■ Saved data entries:
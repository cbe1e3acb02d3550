//! Startup orchestration.
//!
//! # Responsibilities
//! - Start the optional metrics endpoint
//! - Bind the listener and accept the single session
//! - Run the liveness monitor and release both handles afterwards
//!
//! # Design Decisions
//! - Fail fast: any setup error is fatal
//! - The listener outlives the monitor but is never accepted on again

use tracing::Instrument;

use crate::config::{MonitorConfig, WatchdogConfig};
use crate::error::{Result, EXIT_MONITOR};
use crate::monitor::{LivenessMonitor, RunReport};
use crate::net::{acquire_single_connection, Listener};
use crate::observability::metrics;

/// Run one watchdog session with the given configuration.
pub async fn run(config: &WatchdogConfig) -> Result<RunReport> {
    if config.observability.metrics_enabled {
        match config.observability.metrics_address.parse() {
            Ok(addr) => {
                if let Err(e) = metrics::init_metrics(addr) {
                    tracing::error!(error = %e, "Failed to start metrics endpoint");
                }
            }
            Err(_) => tracing::error!(
                metrics_address = %config.observability.metrics_address,
                "Failed to parse metrics address"
            ),
        }
    }

    let listener = Listener::bind(&config.listener)?;
    serve(listener, &config.monitor).await
}

/// Accept the single session on `listener` and monitor it to completion.
pub async fn serve(listener: Listener, config: &MonitorConfig) -> Result<RunReport> {
    let connection = acquire_single_connection(&listener, config).await?;
    let peer_addr = connection.peer_addr();

    let monitor = LivenessMonitor::new(connection, Some(peer_addr), config);
    let session = monitor.session();
    let span = tracing::info_span!(
        "session",
        session_id = %session.id(),
        peer_addr = tracing::field::Empty
    );
    if let Some(addr) = session.peer_addr() {
        span.record("peer_addr", tracing::field::display(addr));
    }

    let result = monitor.run().instrument(span).await;

    drop(listener);
    tracing::debug!("Listener closed");

    Ok(result?)
}

/// Process exit status for a finished run.
///
/// A delivered timeout notice is the expected ending and still exits non-zero.
pub fn exit_code(result: &Result<RunReport>) -> u8 {
    match result {
        Ok(_) => EXIT_MONITOR,
        Err(e) => e.exit_code(),
    }
}
//! Observability subsystem.
//!
//! # Data Flow
//! ```text
//! Acceptor and monitor produce:
//!     → logging.rs (structured log events, session span)
//!     → metrics.rs (heartbeat/timeout counters)
//!
//! Consumers:
//!     → stdout (human-readable progress)
//!     → Metrics endpoint (Prometheus scrape, optional)
//! ```

pub mod logging;
pub mod metrics;
//! Liveness monitoring subsystem.
//!
//! # Data Flow
//! ```text
//! Accepted connection
//!     → liveness.rs (poll loop, deadline resets, timeout notice)
//!     → heartbeat.rs (sentinel match, notice payload)
//!     → session.rs (deadline, last heartbeat, counters)
//!     → state.rs (Waiting → Notified | Failed)
//! ```
//!
//! # Design Decisions
//! - One session per process; the monitor owns it outright
//! - Heartbeat matching is exact byte equality on a single receive
//! - The notice is sent at most once; both terminal states are final

pub mod heartbeat;
pub mod liveness;
pub mod session;
pub mod state;

pub use heartbeat::{is_heartbeat, HEARTBEAT_SENTINEL, TIMEOUT_NOTICE};
pub use liveness::{LivenessMonitor, RunReport};
pub use session::Session;
pub use state::{MonitorState, NoticeDelivery};
//! Process-level checks of the `heartbeat-watchdog` binary: CLI overrides and exit status.

use std::io::{Read, Write};
use std::net::{TcpListener, TcpStream};
use std::path::{Path, PathBuf};
use std::process::{Child, Command, ExitStatus, Stdio};
use std::thread;
use std::time::{Duration, Instant};

const DEADLINE: Duration = Duration::from_secs(10);

/// Config whose port is deliberately unusable, so only `--port` can make it work.
fn write_config(name: &str) -> PathBuf {
    let path = std::env::temp_dir().join(format!(
        "heartbeat-watchdog-cli-{}-{}.toml",
        name,
        std::process::id()
    ));
    std::fs::write(
        &path,
        "[listener]\nbind_address = \"127.0.0.1\"\nport = 1\n\n[monitor]\nwindow_ms = 500\ngrace_ms = 100\n",
    )
    .unwrap();
    path
}

fn free_port() -> u16 {
    TcpListener::bind("127.0.0.1:0")
        .unwrap()
        .local_addr()
        .unwrap()
        .port()
}

fn spawn(config: &Path, port: u16) -> Child {
    Command::new(env!("CARGO_BIN_EXE_heartbeat-watchdog"))
        .arg("--config")
        .arg(config)
        .arg("--port")
        .arg(port.to_string())
        .stdout(Stdio::null())
        .stderr(Stdio::null())
        .spawn()
        .unwrap()
}

fn wait_with_deadline(child: &mut Child) -> ExitStatus {
    let start = Instant::now();
    loop {
        if let Some(status) = child.try_wait().unwrap() {
            return status;
        }
        if start.elapsed() > DEADLINE {
            let _ = child.kill();
            panic!("watchdog process did not exit");
        }
        thread::sleep(Duration::from_millis(20));
    }
}

fn connect_with_retry(port: u16) -> TcpStream {
    let start = Instant::now();
    loop {
        match TcpStream::connect(("127.0.0.1", port)) {
            Ok(stream) => return stream,
            Err(_) if start.elapsed() < DEADLINE => thread::sleep(Duration::from_millis(50)),
            Err(e) => panic!("watchdog never listened on {}: {}", port, e),
        }
    }
}

#[test]
fn silent_peer_gets_notice_and_process_exits_one() {
    let config = write_config("silent");
    let port = free_port();
    let mut child = spawn(&config, port);

    let mut stream = connect_with_retry(port);
    stream.write_all(b"x").unwrap();
    stream.set_read_timeout(Some(DEADLINE)).unwrap();

    let mut notice = [0u8; 8];
    stream.read_exact(&mut notice).unwrap();
    assert_eq!(&notice, b"TIMEOUT\0");

    let status = wait_with_deadline(&mut child);
    assert_eq!(status.code(), Some(1));
    let _ = std::fs::remove_file(config);
}

#[test]
fn occupied_port_exits_two() {
    let config = write_config("occupied");
    let occupant = TcpListener::bind("127.0.0.1:0").unwrap();
    let port = occupant.local_addr().unwrap().port();

    let mut child = spawn(&config, port);

    let status = wait_with_deadline(&mut child);
    assert_eq!(status.code(), Some(2));
    drop(occupant);
    let _ = std::fs::remove_file(config);
}

#[test]
fn unreadable_config_exits_two() {
    let mut child = Command::new(env!("CARGO_BIN_EXE_heartbeat-watchdog"))
        .arg("--config")
        .arg("/nonexistent/heartbeat-watchdog.toml")
        .stdout(Stdio::null())
        .stderr(Stdio::null())
        .spawn()
        .unwrap();

    let status = wait_with_deadline(&mut child);
    assert_eq!(status.code(), Some(2));
}
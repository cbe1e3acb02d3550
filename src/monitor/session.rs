//! The single monitored session.
//!
//! Holds the deadline and heartbeat bookkeeping that the liveness monitor
//! mutates. There is exactly one `Session` per process run; it is created once
//! the acceptor hands over a connection and dropped when the monitor ends.

use std::net::SocketAddr;
use std::time::Duration;
use tokio::time::Instant;
use uuid::Uuid;

#[derive(Debug)]
pub struct Session {
    id: Uuid,
    peer_addr: Option<SocketAddr>,
    window: Duration,
    deadline: Instant,
    last_heartbeat_at: Option<Instant>,
    heartbeats: u64,
}

impl Session {
    /// Create a session with its deadline armed one window from `now`.
    pub fn new(peer_addr: Option<SocketAddr>, window: Duration, now: Instant) -> Self {
        Self {
            id: Uuid::new_v4(),
            peer_addr,
            window,
            deadline: now + window,
            last_heartbeat_at: None,
            heartbeats: 0,
        }
    }

    pub fn id(&self) -> Uuid {
        self.id
    }

    pub fn peer_addr(&self) -> Option<SocketAddr> {
        self.peer_addr
    }

    pub fn window(&self) -> Duration {
        self.window
    }

    pub fn deadline(&self) -> Instant {
        self.deadline
    }

    pub fn last_heartbeat_at(&self) -> Option<Instant> {
        self.last_heartbeat_at
    }

    pub fn heartbeats(&self) -> u64 {
        self.heartbeats
    }

    /// Re-arm the deadline one window from `now`.
    pub fn arm(&mut self, now: Instant) {
        self.deadline = now + self.window;
    }

    /// Record a heartbeat observed at `now` and push the deadline out.
    pub fn record_heartbeat(&mut self, now: Instant) {
        self.last_heartbeat_at = Some(now);
        self.heartbeats += 1;
        self.arm(now);
    }

    pub fn is_expired(&self, now: Instant) -> bool {
        now >= self.deadline
    }

    pub fn remaining(&self, now: Instant) -> Duration {
        self.deadline.saturating_duration_since(now)
    }
}
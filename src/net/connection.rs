//! Peer connection abstraction.
//!
//! # Responsibilities
//! - Non-blocking receive for the liveness monitor's poll loop
//! - Single-shot send of the timeout notice
//! - Orderly close of the client handle
//!
//! The monitor is generic over [`Connection`] so it can be driven by a real
//! TCP stream or by a scripted fake in tests.

use std::io;
use std::net::SocketAddr;
use tokio::io::AsyncWriteExt;
use tokio::net::TcpStream;

/// Result of one non-blocking receive.
#[derive(Debug, Clone, Copy, PartialEq, Eq)]
pub enum Received {
    /// `n` bytes were written to the start of the buffer.
    Data(usize),
    /// Nothing available right now.
    WouldBlock,
    /// The peer closed its end (orderly EOF).
    Closed,
}

/// A connected peer as seen by the liveness monitor.
#[allow(async_fn_in_trait)]
pub trait Connection {
    /// Receive whatever is available without suspending.
    fn try_recv(&mut self, buf: &mut [u8]) -> io::Result<Received>;

    /// Write `bytes` with a single send, returning how many were written.
    async fn send(&mut self, bytes: &[u8]) -> io::Result<usize>;

    /// Close the write half and release the handle.
    async fn close(&mut self) -> io::Result<()>;
}

/// The accepted TCP client.
#[derive(Debug)]
pub struct TcpConnection {
    stream: TcpStream,
    peer_addr: SocketAddr,
}

impl TcpConnection {
    pub fn new(stream: TcpStream, peer_addr: SocketAddr) -> Self {
        Self { stream, peer_addr }
    }

    pub fn peer_addr(&self) -> SocketAddr {
        self.peer_addr
    }

    /// Borrow the stream for the blocking handshake receive.
    pub(crate) fn stream_mut(&mut self) -> &mut TcpStream {
        &mut self.stream
    }
}

impl Connection for TcpConnection {
    fn try_recv(&mut self, buf: &mut [u8]) -> io::Result<Received> {
        match self.stream.try_read(buf) {
            Ok(0) => Ok(Received::Closed),
            Ok(n) => Ok(Received::Data(n)),
            Err(e) if e.kind() == io::ErrorKind::WouldBlock => Ok(Received::WouldBlock),
            Err(e) => Err(e),
        }
    }

    async fn send(&mut self, bytes: &[u8]) -> io::Result<usize> {
        self.stream.write(bytes).await
    }

    async fn close(&mut self) -> io::Result<()> {
        self.stream.shutdown().await?;
        tracing::trace!(peer_addr = %self.peer_addr, "Client connection closed");
        Ok(())
    }
}

#[cfg(test)]
mod tests {
    use super::*;
    use tokio::io::{AsyncReadExt, AsyncWriteExt};
    use tokio::net::TcpListener;

    async fn pair() -> (TcpConnection, TcpStream) {
        let listener = TcpListener::bind("127.0.0.1:0").await.unwrap();
        let addr = listener.local_addr().unwrap();
        let client = TcpStream::connect(addr).await.unwrap();
        let (server, peer) = listener.accept().await.unwrap();
        (TcpConnection::new(server, peer), client)
    }

    async fn recv_until_ready(conn: &mut TcpConnection, buf: &mut [u8]) -> Received {
        loop {
            match conn.try_recv(buf).unwrap() {
                Received::WouldBlock => tokio::task::yield_now().await,
                other => return other,
            }
        }
    }

    #[tokio::test]
    async fn try_recv_without_data_would_block() {
        let (mut conn, _client) = pair().await;
        let mut buf = [0u8; 64];
        assert_eq!(conn.try_recv(&mut buf).unwrap(), Received::WouldBlock);
    }

    #[tokio::test]
    async fn try_recv_returns_data_then_closed() {
        let (mut conn, mut client) = pair().await;
        client.write_all(b"hello").await.unwrap();

        let mut buf = [0u8; 64];
        assert_eq!(recv_until_ready(&mut conn, &mut buf).await, Received::Data(5));
        assert_eq!(&buf[..5], b"hello");

        drop(client);
        assert_eq!(recv_until_ready(&mut conn, &mut buf).await, Received::Closed);
    }

    #[tokio::test]
    async fn send_and_close_reach_the_peer() {
        let (mut conn, mut client) = pair().await;
        assert_eq!(conn.send(b"TIMEOUT\0").await.unwrap(), 8);
        conn.close().await.unwrap();

        let mut received = Vec::new();
        client.read_to_end(&mut received).await.unwrap();
        assert_eq!(received, b"TIMEOUT\0");
    }
}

■ TASK DETAILS:
Count each line above in which the string "Uuid" appears, then state only the total.

■ TASK ANSWER:
4